Baca juga : Seusai Bertemu Presiden, KPU Meyakini Pemilu 2024 Bisa Digelar Februari
Anggota Komisi II DPR dari Fraksi Partai Kebangkitan Bangsa (PKB), Yanuar Prihatin, mengatakan, fraksinya pun mendukung agar Pemilu 2024 tetap dilakukan pada 21 Februari dan bukan 15 Mei. Salah satu pertimbangannya ialah agar Maret-April yang merupakan bulan Ramadhan dan Idul Fitri 2024 tidak dijadikan ajang kampanye dan pertarungan elektoral.

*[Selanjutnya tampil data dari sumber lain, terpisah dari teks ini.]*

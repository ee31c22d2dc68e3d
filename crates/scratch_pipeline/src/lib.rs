//! # Scratch Pipeline
//!
//! A scriptable frame render pipeline. Every frame, for each camera:
//! cull the scene, pack the visible lights into a GPU buffer, record the
//! passes of the active pipeline variant into a command stream, and submit
//! it to a [`RenderBackend`](render::RenderBackend).
//!
//! ## Features
//!
//! - **Five pipeline variants**: clear, unlit, lit, skybox and deferred
//! - **Per-camera isolation**: a camera that fails to cull or record never
//!   affects the others
//! - **Leak-free temporaries**: every temporary render target is released
//!   exactly once, whether the camera submits or is abandoned
//! - **Headless backend**: [`RecordingBackend`](render::RecordingBackend)
//!   validates and stores submissions for tests and tooling
//!
//! ## Quick Start
//!
//! ```rust
//! use scratch_pipeline::prelude::*;
//!
//! fn main() -> Result<(), Box<dyn std::error::Error>> {
//!     let materials = MaterialLibrary::with_builtin_materials();
//!     let standard = materials.find_by_name("Standard").ok_or("no Standard material")?;
//!
//!     let scene = Scene::new()
//!         .with_object(RenderObject::new(
//!             "crate",
//!             Transform::from_position(Vec3::new(0.0, 0.0, -5.0)),
//!             BoundingSphere::new(Vec3::zeros(), 1.0),
//!             standard,
//!         ))
//!         .with_light(Light::directional(Vec3::new(0.0, -1.0, 0.0), Color::WHITE, 1.0));
//!     let camera = Camera::perspective("main", 640, 480, 60.0, 0.1, 100.0);
//!
//!     let asset = PipelineAsset::new("Deferred", PipelineKind::Deferred);
//!     let mut renderer = Renderer::from_asset(asset, RecordingBackend::new(), materials)?;
//!     let report = renderer.render(&[camera], &scene);
//!     assert_eq!(report.submitted(), 1);
//!
//!     renderer.shutdown();
//!     Ok(())
//! }
//! ```

#![warn(missing_docs)]
#![warn(clippy::all, clippy::pedantic, clippy::nursery)]
#![allow(clippy::module_name_repetitions, clippy::similar_names, clippy::too_many_arguments)]

pub mod config;
pub mod core;
pub mod foundation;
pub mod render;
pub mod scene;

/// Common imports for pipeline users
pub mod prelude {
    pub use crate::{
        core::{Config, ConfigError, PipelineAsset, RendererConfig, ShaderLibraryConfig},
        foundation::math::{Color, Mat4, Transform, Vec3},
        render::{
            CameraFrameState, FrameReport, FrameRenderer, MaterialLibrary, PipelineKind,
            RecordingBackend, RenderBackend, RenderError, RenderResult, Renderer,
        },
        scene::{BoundingSphere, Camera, CameraTarget, Light, LightType, RenderObject, Scene},
    };
}
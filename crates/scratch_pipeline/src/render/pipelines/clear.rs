//! Clear-only pipeline

use crate::core::config::PipelineAsset;
use crate::foundation::math::Color;
use crate::render::backend::RenderBackend;
use crate::render::commands::ClearFlags;
use crate::render::context::RenderContext;
use crate::render::pipelines::{FrameRenderer, PipelineKind};
use crate::render::visibility::CullResults;
use crate::render::RenderResult;
use crate::scene::Camera;

/// Clears the camera target's color and depth
#[derive(Debug)]
pub struct ClearPipeline {
    clear_color: Color,
}

impl ClearPipeline {
    /// Create from an asset
    pub fn new(asset: &PipelineAsset) -> Self {
        Self {
            clear_color: asset.clear_color,
        }
    }
}

impl FrameRenderer for ClearPipeline {
    fn kind(&self) -> PipelineKind {
        PipelineKind::Clear
    }

    fn render_camera(&mut self, ctx: &mut RenderContext<'_>, _camera: &Camera, _cull: &CullResults) -> RenderResult<()> {
        let clear_color = self.clear_color;
        ctx.record("Clear", |cmd| cmd.clear_render_target(ClearFlags::ALL, clear_color))
    }

    fn dispose(&mut self, _backend: &mut dyn RenderBackend) {
        log::info!("Disposed clear pipeline");
    }
}
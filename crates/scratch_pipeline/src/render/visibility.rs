//! # Visibility Resolver
//!
//! Culls a scene against one camera's frustum and fills a reusable
//! [`CullResults`]. Objects are kept when their world bounding sphere touches
//! the frustum. Directional lights are always visible; other lights are kept
//! when the sphere described by their position and range touches it.
//!
//! Visible lights keep scene insertion order. The light packer relies on this.

use crate::foundation::collections::MaterialHandle;
use crate::foundation::math::{Color, Mat4};
use crate::render::materials::MaterialLibrary;
use crate::render::{RenderError, RenderResult};
use crate::scene::{BoundingSphere, Camera, Frustum, LightType, Scene};

/// A renderer that survived culling
#[derive(Debug, Clone, PartialEq)]
pub struct VisibleRenderer {
    /// Index into [`Scene::objects`]
    pub object_index: usize,
    /// Material the object is drawn with
    pub material: MaterialHandle,
    /// Render queue of that material
    pub render_queue: i32,
    /// Distance from the camera to the bounds center
    pub distance: f32,
}

/// A light that survived culling
#[derive(Debug, Clone, PartialEq)]
pub struct VisibleLight {
    /// Light kind
    pub light_type: LightType,
    /// Local-to-world matrix of the light
    pub local_to_world: Mat4,
    /// Range (unused for directional lights)
    pub range: f32,
    /// Color premultiplied by intensity
    pub final_color: Color,
    /// Index into [`Scene::lights`]
    pub source_index: usize,
}

/// Reusable output of a cull
#[derive(Debug, Default)]
pub struct CullResults {
    /// Visible renderers, in scene order
    pub visible_renderers: Vec<VisibleRenderer>,
    /// Visible lights, in scene order
    pub visible_lights: Vec<VisibleLight>,
}

impl CullResults {
    /// Create empty results
    pub fn new() -> Self {
        Self::default()
    }

    /// Drop previous contents, keeping allocations
    pub fn clear(&mut self) {
        self.visible_renderers.clear();
        self.visible_lights.clear();
    }

    /// Check if nothing is visible
    pub fn is_empty(&self) -> bool {
        self.visible_renderers.is_empty() && self.visible_lights.is_empty()
    }
}

/// Frustum culler
#[derive(Debug, Default, Clone, Copy)]
pub struct VisibilityResolver;

impl VisibilityResolver {
    /// Create a resolver
    pub fn new() -> Self {
        Self
    }

    /// Cull `scene` for `camera` into `results`.
    ///
    /// `results` is cleared first. Fails with [`RenderError::CullingFailed`]
    /// when the camera cannot produce a usable frustum; the caller should skip
    /// the camera for this frame.
    pub fn cull(
        &self,
        camera: &Camera,
        scene: &Scene,
        materials: &MaterialLibrary,
        results: &mut CullResults,
    ) -> RenderResult<()> {
        results.clear();

        let culling_failed = |reason: String| RenderError::CullingFailed {
            camera: camera.name.clone(),
            reason,
        };
        camera.validate().map_err(culling_failed)?;
        let frustum = Frustum::from_matrix(&camera.view_projection())
            .ok_or_else(|| culling_failed("degenerate view frustum".to_string()))?;
        let eye = camera
            .position()
            .ok_or_else(|| culling_failed("view matrix is singular".to_string()))?;

        for (object_index, object) in scene.objects().iter().enumerate() {
            if !object.should_render() {
                continue;
            }
            let bounds = object.world_bounds();
            if !frustum.intersects_sphere(&bounds) {
                continue;
            }
            let Some(material) = materials.get(object.material) else {
                log::warn!(
                    "Object '{}' references a missing material, skipping",
                    object.name
                );
                continue;
            };
            results.visible_renderers.push(VisibleRenderer {
                object_index,
                material: object.material,
                render_queue: material.render_queue,
                distance: (bounds.center - eye).norm(),
            });
        }

        for (source_index, light) in scene.lights().iter().enumerate() {
            if !light.enabled {
                continue;
            }
            let visible = match light.light_type {
                LightType::Directional => true,
                LightType::Point | LightType::Spot | LightType::Area => frustum
                    .intersects_sphere(&BoundingSphere::new(light.transform.position, light.range)),
            };
            if visible {
                results.visible_lights.push(VisibleLight {
                    light_type: light.light_type,
                    local_to_world: light.local_to_world(),
                    range: light.range,
                    final_color: light.final_color(),
                    source_index,
                });
            }
        }

        log::trace!(
            "Culled '{}': {} renderers, {} lights visible",
            camera.name,
            results.visible_renderers.len(),
            results.visible_lights.len()
        );
        Ok(())
    }
}

#[cfg(test)]
mod tests {
    use super::*;
    use crate::foundation::math::{Transform, Vec3};
    use crate::render::materials::Material;
    use crate::scene::{Light, RenderObject};

    fn camera() -> Camera {
        Camera::perspective("main", 640, 480, 60.0, 0.1, 100.0).looking_at(
            Vec3::zeros(),
            Vec3::new(0.0, 0.0, -1.0),
            Vec3::y(),
        )
    }

    fn object(materials: &mut MaterialLibrary, name: &str, z: f32) -> RenderObject {
        let material = materials.add(Material::opaque("Standard", &["Forward"]));
        RenderObject::new(
            name,
            Transform::from_position(Vec3::new(0.0, 0.0, z)),
            BoundingSphere::new(Vec3::zeros(), 1.0),
            material,
        )
    }

    #[test]
    fn test_objects_outside_frustum_are_culled() {
        let mut materials = MaterialLibrary::new();
        let scene = Scene::new()
            .with_object(object(&mut materials, "front", -10.0))
            .with_object(object(&mut materials, "behind", 10.0));
        let mut results = CullResults::new();

        VisibilityResolver::new()
            .cull(&camera(), &scene, &materials, &mut results)
            .unwrap();

        assert_eq!(results.visible_renderers.len(), 1);
        assert_eq!(results.visible_renderers[0].object_index, 0);
        assert!((results.visible_renderers[0].distance - 10.0).abs() < 1e-4);
    }

    #[test]
    fn test_lights_keep_scene_order() {
        let scene = Scene::new()
            .with_light(Light::point(Vec3::new(0.0, 0.0, -5.0), Color::RED, 1.0, 2.0))
            .with_light(Light::directional(Vec3::new(0.0, -1.0, 0.0), Color::WHITE, 1.0))
            .with_light(Light::point(Vec3::new(0.0, 0.0, 50.0), Color::WHITE, 1.0, 2.0))
            .with_light(Light::spot(
                Vec3::new(0.0, 1.0, -3.0),
                Vec3::new(0.0, -1.0, 0.0),
                Color::WHITE,
                1.0,
                5.0,
            ))
            .with_light(
                Light::point(Vec3::new(0.0, 0.0, -5.0), Color::WHITE, 1.0, 2.0).with_enabled(false),
            );
        let mut results = CullResults::new();

        VisibilityResolver::new()
            .cull(&camera(), &scene, &MaterialLibrary::new(), &mut results)
            .unwrap();

        let sources: Vec<_> = results.visible_lights.iter().map(|l| l.source_index).collect();
        assert_eq!(sources, [0, 1, 3]);
    }

    #[test]
    fn test_missing_material_is_skipped() {
        let mut materials = MaterialLibrary::new();
        let obj = object(&mut materials, "orphan", -5.0);
        materials.remove(obj.material);
        let scene = Scene::new().with_object(obj);
        let mut results = CullResults::new();

        VisibilityResolver::new()
            .cull(&camera(), &scene, &materials, &mut results)
            .unwrap();
        assert!(results.visible_renderers.is_empty());
    }

    #[test]
    fn test_invalid_camera_fails_and_clears_results() {
        let mut results = CullResults::new();
        results.visible_lights.push(VisibleLight {
            light_type: LightType::Point,
            local_to_world: Mat4::identity(),
            range: 1.0,
            final_color: Color::WHITE,
            source_index: 0,
        });
        let broken = Camera::perspective("broken", 0, 0, 60.0, 0.1, 100.0);

        let err = VisibilityResolver::new()
            .cull(&broken, &Scene::new(), &MaterialLibrary::new(), &mut results)
            .unwrap_err();

        assert!(matches!(err, RenderError::CullingFailed { ref camera, .. } if camera == "broken"));
        assert!(results.is_empty());
    }

    #[test]
    fn test_degenerate_cameras_fail_culling() {
        let cameras = [
            Camera::perspective("narrow", 0, 480, 60.0, 0.1, 100.0),
            Camera::perspective("flat", 640, 480, 60.0, 5.0, 5.0),
        ];
        let mut results = CullResults::new();
        for camera in &cameras {
            let err = VisibilityResolver::new()
                .cull(camera, &Scene::new(), &MaterialLibrary::new(), &mut results)
                .unwrap_err();
            assert!(matches!(err, RenderError::CullingFailed { .. }), "{}", camera.name);
        }
    }
}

”Biarkan bulan Ramadhan itu menjadi momen spiritual bagi umat beragama, dan tidak dikotori dengan pertarungan elektoral,” katanya.
Ketika pemilu dilakukan Februari, akan ada momentum rekonsiliasi bangsa yang dapat dilakukan saat Ramadhan dan Idul Fitri. Momen spiriual itu diharapkan dapat meredam gejolak seusai pemilu.
Sementara itu, anggota KPU I Dewa Wiarsa Raka Sandi mengatakan, sampai saat ini hasil kajian dan usulan KPU tentang tanggal Pemilu 2024 ialah 21 Februari 2024.
Mengingat agenda Pemilu dan Pilkada 2024 adalah agenda nasional yang sangat strategis, kompleks, dan baru, yakni semua dilakukan pada tahun yang sama, menurut Raka, masukan dan kajian dari semua pemangku kepentingan mesti didengarkan.
”Jika semua proses mulai dari kajian, komunikasi, dan koordinasi dilakukan, pada saatnya tentu jadwal itu perlu ditetapkan. Hal ini penting untuk memberikan kepastian hukum terkait penyelenggaraan tahapan,” katanya.